*** Extracted material ***
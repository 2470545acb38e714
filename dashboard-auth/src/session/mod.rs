//! Session record storage.
//!
//! A [`SessionStore`] owns two [`SessionBackend`]s: a persistent one (survives
//! restarts, "remember me") and a session-scoped one. The backend holding the
//! record is chosen when the session is established and remembered. Reads and
//! write-backs go to that backend only and never touch the other one.

pub mod file;
pub mod memory;

pub use file::FileBackend;
pub use memory::MemoryBackend;

use crate::error::SessionError;
use parking_lot::Mutex;
use serde::{Deserialize, Deserializer, Serialize};
use serde_json::{Map, Value};
use std::sync::Arc;

/// The current user's credentials plus arbitrary profile fields.
///
/// The access token is never empty. This is checked on construction, on
/// rotation and on deserialization.
#[derive(Debug, Clone, PartialEq, Serialize, Deserialize)]
#[serde(try_from = "SessionRecordWire", into = "SessionRecordWire")]
pub struct SessionRecord {
    access_token: String,
    refresh_token: Option<String>,
    user_id: String,
    profile: Map<String, Value>,
}

#[derive(Serialize, Deserialize)]
#[serde(rename_all = "camelCase")]
struct SessionRecordWire {
    #[serde(alias = "access_token")]
    access_token: String,
    #[serde(
        default,
        alias = "refresh_token",
        skip_serializing_if = "Option::is_none"
    )]
    refresh_token: Option<String>,
    #[serde(alias = "user_id", deserialize_with = "string_or_number")]
    user_id: String,
    #[serde(flatten)]
    profile: Map<String, Value>,
}

fn string_or_number<'de, D>(deserializer: D) -> Result<String, D::Error>
where
    D: Deserializer<'de>,
{
    match Value::deserialize(deserializer)? {
        Value::String(s) => Ok(s),
        Value::Number(n) => Ok(n.to_string()),
        other => Err(serde::de::Error::custom(format!(
            "expected string or number user id, got {}",
            other
        ))),
    }
}

impl TryFrom<SessionRecordWire> for SessionRecord {
    type Error = SessionError;

    fn try_from(wire: SessionRecordWire) -> Result<Self, Self::Error> {
        let mut record = SessionRecord::new(wire.access_token, wire.refresh_token, wire.user_id)?;
        record.profile = wire.profile;
        Ok(record)
    }
}

impl From<SessionRecord> for SessionRecordWire {
    fn from(record: SessionRecord) -> Self {
        Self {
            access_token: record.access_token,
            refresh_token: record.refresh_token,
            user_id: record.user_id,
            profile: record.profile,
        }
    }
}

impl SessionRecord {
    pub fn new(
        access_token: impl Into<String>,
        refresh_token: Option<String>,
        user_id: impl Into<String>,
    ) -> Result<Self, SessionError> {
        let access_token = access_token.into();
        if access_token.is_empty() {
            return Err(SessionError::EmptyAccessToken);
        }

        Ok(Self {
            access_token,
            refresh_token: refresh_token.filter(|t| !t.is_empty()),
            user_id: user_id.into(),
            profile: Map::new(),
        })
    }

    pub fn with_profile_field(mut self, key: impl Into<String>, value: Value) -> Self {
        self.profile.insert(key.into(), value);
        self
    }

    pub fn access_token(&self) -> &str {
        &self.access_token
    }

    pub fn refresh_token(&self) -> Option<&str> {
        self.refresh_token.as_deref()
    }

    pub fn user_id(&self) -> &str {
        &self.user_id
    }

    pub fn profile(&self) -> &Map<String, Value> {
        &self.profile
    }

    /// Replace the access token, and the refresh token only when a non-empty
    /// one is given.
    pub fn rotate(
        &mut self,
        access_token: &str,
        refresh_token: Option<&str>,
    ) -> Result<(), SessionError> {
        if access_token.is_empty() {
            return Err(SessionError::EmptyAccessToken);
        }
        self.access_token = access_token.to_string();

        if let Some(refresh) = refresh_token.filter(|t| !t.is_empty()) {
            self.refresh_token = Some(refresh.to_string());
        }
        Ok(())
    }
}

/// Which backend holds the session.
#[derive(Debug, Clone, Copy, PartialEq, Eq)]
pub enum Persistence {
    /// Survives restarts.
    Persistent,
    /// Lives as long as the process.
    Session,
}

/// A single place a session record can live.
pub trait SessionBackend: Send + Sync {
    fn name(&self) -> &'static str;

    fn load(&self) -> Result<Option<SessionRecord>, SessionError>;

    fn save(&self, record: &SessionRecord) -> Result<(), SessionError>;

    fn clear(&self) -> Result<(), SessionError>;
}

/// Session storage capability with one authoritative backend per session.
pub struct SessionStore {
    persistent: Arc<dyn SessionBackend>,
    ephemeral: Arc<dyn SessionBackend>,
    active: Mutex<Option<Persistence>>,
}

impl SessionStore {
    /// Build a store and restore a previously established session.
    ///
    /// The backends are checked once here (persistent first). Afterwards
    /// only the active backend is consulted.
    pub fn open(persistent: Arc<dyn SessionBackend>, ephemeral: Arc<dyn SessionBackend>) -> Self {
        let active = if holds_session(persistent.as_ref()) {
            Some(Persistence::Persistent)
        } else if holds_session(ephemeral.as_ref()) {
            Some(Persistence::Session)
        } else {
            None
        };

        tracing::debug!(active = ?active, "Session store opened");

        Self {
            persistent,
            ephemeral,
            active: Mutex::new(active),
        }
    }

    /// Store with two in-memory backends. Nothing survives the process.
    pub fn in_memory() -> Self {
        Self::open(
            Arc::new(MemoryBackend::default()),
            Arc::new(MemoryBackend::default()),
        )
    }

    pub fn active(&self) -> Option<Persistence> {
        *self.active.lock()
    }

    pub fn get(&self) -> Option<SessionRecord> {
        let active = *self.active.lock();
        let backend = self.backend(active?);

        match backend.load() {
            Ok(record) => record,
            Err(e) => {
                tracing::warn!(
                    backend = backend.name(),
                    error = %e,
                    "Failed to read session record"
                );
                None
            }
        }
    }

    /// Establish `record` in the chosen backend; the other backend is emptied.
    pub fn set(
        &self,
        record: &SessionRecord,
        persistence: Persistence,
    ) -> Result<(), SessionError> {
        let mut active = self.active.lock();

        let (chosen, other) = match persistence {
            Persistence::Persistent => (&self.persistent, &self.ephemeral),
            Persistence::Session => (&self.ephemeral, &self.persistent),
        };
        other.clear()?;
        chosen.save(record)?;
        *active = Some(persistence);

        tracing::debug!(backend = chosen.name(), "Session established");
        Ok(())
    }

    /// Mutate the record in the backend that holds it.
    ///
    /// Returns `Ok(false)` without calling `f` when no backend holds a session.
    pub fn update<F>(&self, f: F) -> Result<bool, SessionError>
    where
        F: FnOnce(&mut SessionRecord) -> Result<(), SessionError>,
    {
        let active = self.active.lock();
        let Some(persistence) = *active else {
            return Ok(false);
        };

        let backend = self.backend(persistence);
        let Some(mut record) = backend.load()? else {
            return Ok(false);
        };
        f(&mut record)?;
        backend.save(&record)?;
        Ok(true)
    }

    /// Remove the record from both backends.
    pub fn clear(&self) -> Result<(), SessionError> {
        let mut active = self.active.lock();
        *active = None;

        let persistent = self.persistent.clear();
        let ephemeral = self.ephemeral.clear();
        persistent.and(ephemeral)
    }

    fn backend(&self, persistence: Persistence) -> &dyn SessionBackend {
        match persistence {
            Persistence::Persistent => self.persistent.as_ref(),
            Persistence::Session => self.ephemeral.as_ref(),
        }
    }
}

fn holds_session(backend: &dyn SessionBackend) -> bool {
    match backend.load() {
        Ok(record) => record.is_some(),
        Err(e) => {
            tracing::warn!(
                backend = backend.name(),
                error = %e,
                "Ignoring unreadable session record"
            );
            false
        }
    }
}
*** End of Extracted material ***
■ **What to work on**: What is needed is a word-for-word copy of the records above, from the first line through the line that contains "use parking_lot::Mutex;".

■ **Task solution**:
repository 2470545acb38e714
filename dashboard-auth/src/session/mod.rs
//! Session record storage.
//!
//! A [`SessionStore`] owns two [`SessionBackend`]s: a persistent one (survives
//! restarts, "remember me") and a session-scoped one. The backend holding the
//! record is chosen when the session is established and remembered. Reads and
//! write-backs go to that backend only and never touch the other one.

pub mod file;
pub mod memory;

pub use file::FileBackend;
pub use memory::MemoryBackend;

use crate::error::SessionError;
use parking_lot::Mutex;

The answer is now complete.